The Voice of Hind Rajab : entendre les voix de Gaza
Lire The Voice of Hind Rajab : entendre les voix de Gaza sur www.cineserie.com
Le choc de la 82e Mostra de Venise
Début 2024, Kaouther Ben Hania est à Los Angeles pour promouvoir son documentaire Les Filles d’Olfa, nommé aux Oscars. Là, elle apprend l’assassinat par l’armée israélienne d’Hind Rajab, fillette gazaouie de cinq ans. Celle-ci se trouvait avec son oncle, sa tante, et quatre de ses cousins alors qu’ils fuyaient Gaza en voiture. Pris pour cible par des tirs israéliens, elle est la seule survivante d’une première attaque. Prise au piège dans la voiture, entre les corps de ses proches tués, elle va pendant plusieurs heures être en contact téléphonique avec le Croissant-Rouge palestinien, chargé avec d’autres organismes d’organiser son évacuation par ambulance. Avant qu’une nouvelle attaque ne l’emporte à son tour…
Bouleversée, Kaouther Ben Hania interrompt son voyage américain et l’autre projet sur lequel elle travaillait à ce moment. Elle entre en contact avec le Croissant-Rouge palestinien, qui lui fournit 70 minutes d’enregistrement téléphonique entre la fillette et ses employés. Commence alors la production de The Voice of Hind Rajab, docu-fiction unique en son genre, long-métrage d’1h29 tétanisant et bouleversant. Ce 3 septembre 2025, il a été présenté en compétition à la 82e Mostra de Venise, et a reçu une ovation recorde de 23 minutes.
Fausse fiction, vrai documentaire
L’essentiel des images de The Voice of Hind Rajab sont de fiction, reconstituant avec un casting professionnel dans les bureaux de Ramallah du Croissant-Rouge palestinien les échanges avec Hind et les efforts pour que des ambulances parviennent sur le lieu de l’attaque. Mais c’est bien sa voix qu’on entend, avec l’enregistrement que Kaouther Ben Hania a pu utiliser. À différents moments, elle superpose aussi sur ses images reconstituées des employés de la société de secours les images de ses véritables employés, captées au smartphone le jour de la mort d’Hind Rajab.

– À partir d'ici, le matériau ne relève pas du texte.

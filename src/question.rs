use serde::{Deserialize, Serialize};
use std::collections::HashMap;
use std::fmt;
use std::sync::Arc;
use thiserror::Error;

pub type PhoneId = u32;

#[derive(Debug, Clone, Copy, PartialEq, Eq, Hash, Serialize, Deserialize)]
#[serde(rename_all = "snake_case")]
pub enum WordPosn {
    Begin,
    End,
    Single,
    Internal,
    Unknown,
}

impl WordPosn {
    pub const ALL: [WordPosn; 5] = [
        WordPosn::Begin,
        WordPosn::End,
        WordPosn::Single,
        WordPosn::Internal,
        WordPosn::Unknown,
    ];

    fn index(self) -> usize {
        self as usize
    }
}

/// The phonetic context of a unit: a base phone, its neighbours and where it
/// sits in the word.
#[derive(Debug, Clone, Copy, PartialEq, Eq, Hash)]
pub struct Context {
    pub left: PhoneId,
    pub base: PhoneId,
    pub right: PhoneId,
    pub posn: WordPosn,
}

impl Context {
    pub fn new(left: PhoneId, base: PhoneId, right: PhoneId, posn: WordPosn) -> Self {
        Self {
            left,
            base,
            right,
            posn,
        }
    }

    fn phone_at(&self, ctxt: i32) -> PhoneId {
        match ctxt {
            -1 => self.left,
            0 => self.base,
            _ => self.right,
        }
    }
}

#[derive(Debug, Clone, PartialEq, Eq)]
enum Membership {
    Phones(Vec<bool>),
    Positions([bool; 5]),
}

/// A named class of phones (e.g. `VOWEL`) or of word positions.
#[derive(Debug, Clone, PartialEq, Eq)]
pub struct PhoneSet {
    name: String,
    membership: Membership,
}

impl PhoneSet {
    pub fn phones(name: impl Into<String>, n_phone: usize, members: &[PhoneId]) -> Self {
        let mut member = vec![false; n_phone];
        for &p in members {
            if let Some(m) = member.get_mut(p as usize) {
                *m = true;
            }
        }
        Self {
            name: name.into(),
            membership: Membership::Phones(member),
        }
    }

    pub fn positions(name: impl Into<String>, members: &[WordPosn]) -> Self {
        let mut member = [false; 5];
        for &p in members {
            member[p.index()] = true;
        }
        Self {
            name: name.into(),
            membership: Membership::Positions(member),
        }
    }

    pub fn name(&self) -> &str {
        &self.name
    }

    pub fn is_word_position(&self) -> bool {
        matches!(self.membership, Membership::Positions(_))
    }

    pub fn contains_phone(&self, phone: PhoneId) -> bool {
        match &self.membership {
            Membership::Phones(member) => member.get(phone as usize).copied().unwrap_or(false),
            Membership::Positions(_) => false,
        }
    }

    pub fn contains_posn(&self, posn: WordPosn) -> bool {
        match &self.membership {
            Membership::Positions(member) => member[posn.index()],
            Membership::Phones(_) => false,
        }
    }
}

/// Phone sets addressable by name, shared read-only by every question built
/// from them.
#[derive(Debug, Clone, Default)]
pub struct PhoneSets {
    sets: Vec<Arc<PhoneSet>>,
    by_name: HashMap<String, usize>,
}

impl PhoneSets {
    pub fn new(sets: Vec<PhoneSet>) -> Result<Self, QuestionError> {
        let mut by_name = HashMap::new();
        for (i, set) in sets.iter().enumerate() {
            if by_name.insert(set.name.clone(), i).is_some() {
                return Err(QuestionError::DuplicateSet(set.name.clone()));
            }
        }
        Ok(Self {
            sets: sets.into_iter().map(Arc::new).collect(),
            by_name,
        })
    }

    pub fn get(&self, name: &str) -> Option<&Arc<PhoneSet>> {
        self.by_name.get(name).map(|&i| &self.sets[i])
    }

    pub fn iter(&self) -> impl '_ + Iterator<Item = &Arc<PhoneSet>> {
        self.sets.iter()
    }

    pub fn len(&self) -> usize {
        self.sets.len()
    }

    pub fn is_empty(&self) -> bool {
        self.sets.is_empty()
    }
}

/// `(context[ctxt] in SET)`, possibly negated. Word-position questions
/// always carry `ctxt == 0`.
#[derive(Debug, Clone)]
pub struct SimpleQuestion {
    set: Arc<PhoneSet>,
    ctxt: i32,
    negated: bool,
}

impl SimpleQuestion {
    pub fn new(set: Arc<PhoneSet>, ctxt: i32) -> Result<Self, QuestionError> {
        if !(-1..=1).contains(&ctxt) {
            return Err(QuestionError::UnsupportedContext(ctxt));
        }
        let ctxt = if set.is_word_position() { 0 } else { ctxt };
        Ok(Self {
            set,
            ctxt,
            negated: false,
        })
    }

    pub fn negate(mut self) -> Self {
        self.negated = !self.negated;
        self
    }

    pub fn set(&self) -> &PhoneSet {
        &self.set
    }

    pub fn ctxt(&self) -> i32 {
        self.ctxt
    }

    pub fn is_negated(&self) -> bool {
        self.negated
    }

    pub fn evaluate(&self, context: &Context) -> bool {
        let answer = if self.set.is_word_position() {
            self.set.contains_posn(context.posn)
        } else {
            self.set.contains_phone(context.phone_at(self.ctxt))
        };
        answer != self.negated
    }

    /// True if every context satisfying `self` also satisfies `other`.
    /// Only phone questions about the same position are compared.
    fn implies(&self, other: &SimpleQuestion) -> bool {
        match (&self.set.membership, &other.set.membership) {
            (Membership::Phones(a), Membership::Phones(b)) if self.ctxt == other.ctxt => a
                .iter()
                .zip(b.iter())
                .all(|(&in_a, &in_b)| !(in_a != self.negated) || (in_b != other.negated)),
            _ => false,
        }
    }
}

impl PartialEq for SimpleQuestion {
    fn eq(&self, other: &Self) -> bool {
        self.set.name == other.set.name && self.ctxt == other.ctxt && self.negated == other.negated
    }
}

impl fmt::Display for SimpleQuestion {
    fn fmt(&self, f: &mut fmt::Formatter<'_>) -> fmt::Result {
        let neg = if self.negated { "!" } else { "" };
        write!(f, "{}{} {}", neg, self.set.name, self.ctxt)
    }
}

/// A disjunction of conjunctions of simple questions.
#[derive(Debug, Clone, PartialEq, Default)]
pub struct CompositeQuestion {
    terms: Vec<Vec<SimpleQuestion>>,
}

impl CompositeQuestion {
    pub fn new(terms: Vec<Vec<SimpleQuestion>>) -> Self {
        Self { terms }
    }

    pub fn terms(&self) -> &[Vec<SimpleQuestion>] {
        &self.terms
    }

    pub fn evaluate(&self, context: &Context) -> bool {
        self.terms
            .iter()
            .any(|conj| conj.iter().all(|q| q.evaluate(context)))
    }

    /// Drops every term of a conjunction that another remaining term of the
    /// same conjunction implies. Returns true if anything was removed.
    pub fn simplify(&mut self) -> bool {
        let mut changed = false;
        for conj in &mut self.terms {
            let mut keep = vec![true; conj.len()];
            for i in 0..conj.len() {
                if !keep[i] {
                    continue;
                }
                for j in 0..conj.len() {
                    if i != j && keep[j] && conj[i].implies(&conj[j]) {
                        keep[j] = false;
                        changed = true;
                    }
                }
            }
            let mut flags = keep.into_iter();
            conj.retain(|_| flags.next().unwrap_or(true));
        }
        changed
    }

    pub fn parse(text: &str, sets: &PhoneSets) -> Result<Self, QuestionError> {
        Parser::new(text, sets).composite()
    }
}

impl From<SimpleQuestion> for CompositeQuestion {
    fn from(q: SimpleQuestion) -> Self {
        Self { terms: vec![vec![q]] }
    }
}

impl fmt::Display for CompositeQuestion {
    fn fmt(&self, f: &mut fmt::Formatter<'_>) -> fmt::Result {
        write!(f, "(")?;
        for conj in &self.terms {
            write!(f, "(")?;
            for (i, q) in conj.iter().enumerate() {
                if i > 0 {
                    write!(f, " ")?;
                }
                write!(f, "{}", q)?;
            }
            write!(f, ")")?;
        }
        write!(f, ")")
    }
}

#[derive(Debug, Clone, PartialEq)]
pub enum Question {
    Simple(SimpleQuestion),
    Composite(CompositeQuestion),
}

impl Question {
    pub fn evaluate(&self, context: &Context) -> bool {
        match self {
            Question::Simple(q) => q.evaluate(context),
            Question::Composite(q) => q.evaluate(context),
        }
    }

    /// The composite form used by the tree file.
    pub fn to_composite(&self) -> CompositeQuestion {
        match self {
            Question::Simple(q) => CompositeQuestion::from(q.clone()),
            Question::Composite(q) => q.clone(),
        }
    }
}

impl fmt::Display for Question {
    fn fmt(&self, f: &mut fmt::Formatter<'_>) -> fmt::Result {
        match self {
            Question::Simple(q) => q.fmt(f),
            Question::Composite(q) => q.fmt(f),
        }
    }
}

#[derive(Debug, Clone, Copy, PartialEq, Eq)]
enum Token<'a> {
    Open,
    Close,
    Word(&'a str),
}

struct Parser<'a> {
    text: &'a str,
    rest: &'a str,
    sets: &'a PhoneSets,
}

impl<'a> Parser<'a> {
    fn new(text: &'a str, sets: &'a PhoneSets) -> Self {
        Self {
            text,
            rest: text,
            sets,
        }
    }

    fn next(&mut self) -> Option<Token<'a>> {
        self.rest = self.rest.trim_start();
        let mut chars = self.rest.chars();
        let token = match chars.next()? {
            '(' => Token::Open,
            ')' => Token::Close,
            _ => {
                let end = self
                    .rest
                    .find(|c: char| c.is_whitespace() || c == '(' || c == ')')
                    .unwrap_or(self.rest.len());
                let word = &self.rest[..end];
                self.rest = &self.rest[end..];
                return Some(Token::Word(word));
            }
        };
        self.rest = chars.as_str();
        Some(token)
    }

    fn peek(&self) -> Option<Token<'a>> {
        Parser {
            text: self.text,
            rest: self.rest,
            sets: self.sets,
        }
        .next()
    }

    fn expect(&mut self, expected: Token<'a>) -> Result<(), QuestionError> {
        match self.next() {
            Some(t) if t == expected => Ok(()),
            _ => Err(self.syntax(match expected {
                Token::Open => "expected '('",
                _ => "expected ')'",
            })),
        }
    }

    fn syntax(&self, reason: &'static str) -> QuestionError {
        QuestionError::Syntax {
            text: self.text.to_owned(),
            reason,
        }
    }

    fn composite(&mut self) -> Result<CompositeQuestion, QuestionError> {
        self.expect(Token::Open)?;
        let mut terms = Vec::new();
        loop {
            match self.peek() {
                Some(Token::Close) => {
                    self.next();
                    break;
                }
                Some(Token::Open) => terms.push(self.conjunction()?),
                _ => return Err(self.syntax("expected '(' or ')'")),
            }
        }
        if terms.is_empty() {
            return Err(self.syntax("empty composite question"));
        }
        if self.next().is_some() {
            return Err(self.syntax("trailing text after composite question"));
        }
        Ok(CompositeQuestion { terms })
    }

    fn conjunction(&mut self) -> Result<Vec<SimpleQuestion>, QuestionError> {
        self.expect(Token::Open)?;
        let mut conj = Vec::new();
        loop {
            match self.next() {
                Some(Token::Close) => break,
                Some(Token::Word(name)) => conj.push(self.simple(name)?),
                _ => return Err(self.syntax("unterminated conjunction")),
            }
        }
        Ok(conj)
    }

    fn simple(&mut self, word: &'a str) -> Result<SimpleQuestion, QuestionError> {
        let (negated, name) = match word.strip_prefix('!') {
            Some(name) => (true, name),
            None => (false, word),
        };
        let set = self
            .sets
            .get(name)
            .ok_or_else(|| QuestionError::UnknownSet(name.to_owned()))?;
        let ctxt = match self.next() {
            Some(Token::Word(w)) => w
                .parse::<i32>()
                .map_err(|_| self.syntax("context position must be an integer"))?,
            _ => return Err(self.syntax("expected a context position after the set name")),
        };
        let q = SimpleQuestion::new(Arc::clone(set), ctxt)?;
        Ok(if negated { q.negate() } else { q })
    }
}

#[derive(Debug, Error, Clone, PartialEq)]
pub enum QuestionError {
    #[error("unknown phone set {0:?}")]
    UnknownSet(String),

    #[error("phone set {0:?} is defined more than once")]
    DuplicateSet(String),

    #[error("context position {0} is not supported (expected -1, 0 or 1)")]
    UnsupportedContext(i32),

    #[error("cannot parse question {text:?}: {reason}")]
    Syntax { text: String, reason: &'static str },
}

Ce dispositif, dans un film qui utilise les codes du thriller et la tension inhérente à un compte-à-rebours, a divisé le public amateur comme professionnel. Si la mère d’Hind a validé la démarche et accompagné le projet, apparaissant elle-même à la fin de The Voice of Hind Rajab, la question se pose toujours : jusqu’où le cinéma, même dans son genre documentaire, peut-il se saisir de la réalité, celle-ci étant en l’occurrence la réalité la plus tragique de notre temps ?

Un film pour notre temps
The Voice of Hind Rajab est donc un tour de force monumental, sans concession et d’une violence désespérée, un geste de cinéma inédit et, c’est à souhaiter, inimitable. Impossible de ne pas se laisser envahir par l’émotion et, surtout, d’ignorer l’intention nécessaire de son auteure : donner une voix au peuple gazaoui, une population sous un feu constant et privée d’expression par l’embargo médiatique imposé par l’armée israélienne dans la zone. Et lui donner cette voix en particulier, celle d’une enfant assassinée, devenue le symbole des milliers d’autres enfants tués depuis l’invasion israélienne de la bande de Gaza débutée le 27 octobre 2023. Au 30 juillet 2025, The Washington Post comptabilisait, noms à l’appui, au moins 18 500 enfants tués.
Tourné avec des moyens modestes et s’en tenant le plus possible aux faits objectivement établis, on ne voit dans The Voice of Hind Rajab logiquement rien du lieu de l’attaque et la caméra ne sort pas des bureaux du Croissant-Rouge. Aucune violence graphique à l’écran, si ce n’est celle, terrassante, constituée par cette petite voix au téléphone, les interruptions de communication, les difficultés à mettre sur la route des ambulances. Ambulances qui seront elles aussi finalement attaquées, et leurs chauffeurs tués. C’est ainsi dans son hors champ, dans la coupure des communications qui suit immédiatement le son de coups de feu, que réside toute l’horreur de The Voice of Hind Rajab.
Le film de Kaouther Ben Hania sera-t-il au palmarès de la 82e Mostra de Venise ? On le saura samedi 6 septembre, mais il est certain qu'il fera de toute manière date.